Ho scritto, come molti altri, delle metafore belliche nel raccontare (e quindi nel pensare) la pandemia di Covid-19. Adesso mi sono imbattuto in un’altra metafora, questa volta visiva, relativa ai richiami dei vaccini:
L’immunità è come la carica della batteria dello smartphone: con il tempo si abbassa e a un certo punto non sarà più sufficiente – per tenere acceso il telefonino o per non farci ammalare. Il richiamo ci permette di ricaricare il sistema immunitario.
L’idea mi pare buona, anche se vedo alcune criticità.
La prima riguarda la resa visiva della metafora: anche se non si ha la fobia degli aghi – che è comunque abbastanza diffusa –, quella siringa fuori scala che punta dritta al petto di una delle figure appare un po’ minacciosa e forse varrebbe la pena sostituirla con una persona in camice e segnalare con un cerotto sul braccio che la quarta figura è vaccinata da poco.
Ma anche sulla metafora vera e propria ho qualche dubbio. Come detto, le metafore mettono in relazione due domini, in questo caso la nostra esperienza con gli smartphone (sorgente) e il nostro sistema immunitario (obiettivo).
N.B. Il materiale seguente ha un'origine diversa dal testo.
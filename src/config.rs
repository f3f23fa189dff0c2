//! Application configuration
//!
//! TOML-backed settings for the CubeAI client, stored under the per-user
//! config directory. Environment variables (`CUBEAI_API_URL`,
//! `CUBEAI_API_KEY`) override the file where it matters.

use anyhow::{Context, Result};
use serde::{Deserialize, Serialize};
use std::fs;
use std::path::{Path, PathBuf};

/// Application configuration
#[derive(Debug, Clone, Serialize, Deserialize)]
pub struct AppConfig {
    /// App version with build number, e.g. `0.3.1+14`
    #[serde(default = "default_version")]
    pub version: String,
    #[serde(default)]
    pub api: ApiSettings,
    #[serde(default)]
    pub animation: AnimationSettings,
    #[serde(default)]
    pub holoocean: HoloOceanSettings,
}

fn default_version() -> String {
    format!("{}+1", env!("CARGO_PKG_VERSION"))
}

/// Remote service settings
#[derive(Debug, Clone, Serialize, Deserialize)]
pub struct ApiSettings {
    #[serde(default = "default_base_url")]
    pub base_url: String,
    #[serde(default)]
    pub api_key: Option<String>,
    #[serde(default = "default_timeout_secs")]
    pub timeout_secs: u64,
}

fn default_base_url() -> String {
    cubeai_chat::types::DEFAULT_BASE_URL.to_string()
}

fn default_timeout_secs() -> u64 {
    600
}

impl Default for ApiSettings {
    fn default() -> Self {
        Self {
            base_url: default_base_url(),
            api_key: None,
            timeout_secs: default_timeout_secs(),
        }
    }
}

/// Animation defaults
#[derive(Debug, Clone, Serialize, Deserialize)]
pub struct AnimationSettings {
    #[serde(default = "default_speed")]
    pub default_speed: f64,
}

fn default_speed() -> f64 {
    1.0
}

impl Default for AnimationSettings {
    fn default() -> Self {
        Self {
            default_speed: default_speed(),
        }
    }
}

/// HoloOcean sidecar settings
#[derive(Debug, Clone, Serialize, Deserialize)]
pub struct HoloOceanSettings {
    #[serde(default = "default_holoocean_url")]
    pub url: String,
}

fn default_holoocean_url() -> String {
    "ws://localhost:8765/ws/holoocean".to_string()
}

impl Default for HoloOceanSettings {
    fn default() -> Self {
        Self {
            url: default_holoocean_url(),
        }
    }
}

impl Default for AppConfig {
    fn default() -> Self {
        Self {
            version: default_version(),
            api: ApiSettings::default(),
            animation: AnimationSettings::default(),
            holoocean: HoloOceanSettings::default(),
        }
    }
}

impl AppConfig {
    /// Load configuration from `path`, or defaults when the file is
    /// missing.
    pub fn load<P: AsRef<Path>>(path: P) -> Result<Self> {
        let path = path.as_ref();
        if !path.exists() {
            return Ok(Self::default());
        }
        let content = fs::read_to_string(path)
            .with_context(|| format!("failed to read config at {}", path.display()))?;
        toml::from_str(&content).context("failed to parse config")
    }

    /// Write configuration to `path`.
    pub fn save<P: AsRef<Path>>(&self, path: P) -> Result<()> {
        let content = toml::to_string_pretty(self).context("failed to serialize config")?;
        if let Some(parent) = path.as_ref().parent() {
            fs::create_dir_all(parent).context("failed to create config directory")?;
        }
        fs::write(path, content).context("failed to write config file")?;
        Ok(())
    }

    /// Default config path: `<config dir>/cubeai/cubeai.toml`.
    pub fn default_path() -> Result<PathBuf> {
        let base = dirs::config_dir().context("could not determine config directory")?;
        Ok(base.join("cubeai").join("cubeai.toml"))
    }

    /// Build the chat client configuration, letting environment
    /// variables override the file.
    pub fn chat_config(&self) -> cubeai_chat::ChatConfig {
        let base_url = std::env::var("CUBEAI_API_URL").unwrap_or_else(|_| self.api.base_url.clone());
        let api_key = std::env::var("CUBEAI_API_KEY")
            .ok()
            .or_else(|| self.api.api_key.clone())
            .filter(|k| !k.is_empty());
        let mut config = cubeai_chat::ChatConfig::new()
            .with_base_url(base_url)
            .with_timeout(std::time::Duration::from_secs(self.api.timeout_secs));
        if let Some(key) = api_key {
            config = config.with_api_key(key);
        }
        config
    }
}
Ora, come proiettiamo sul sistema immunitario la conoscenza comune che, dopo un certo numero di ricariche, la batteria si deteriora e non mantiene più la carica? E come riconduciamo all’esperienza dello smartphone l’immunità da infezione, le varianti di SARS-CoV-2 e i vaccini aggiornati? Quest’ultimo punto è particolarmente delicato perché l’immagine proviene da un tweet della Food and Drug Administration che non rimanda all’idea di un richiamo annuale come avviene per l’influenza, ma a informazioni sullo “updated COVID-19 vaccine booster”: più che ricaricare l’immunità, si tratta di aggiornarla tanto che forse valeva la pena pensare a una nuova versione di una app.
In conclusione: una bella idea ma – come spesso capita con le metafore e con la comunicazione – tutto si gioca sui dettagli che qui convincono fino a un certo punto.
Aggiornamento
Dopo la pubblicazione iniziale ho trovato un altro tweet dell’FDA che riprende proprio la metafora dell’app aggiornata:
Questo tweet è stato molto meno condiviso dell’altro.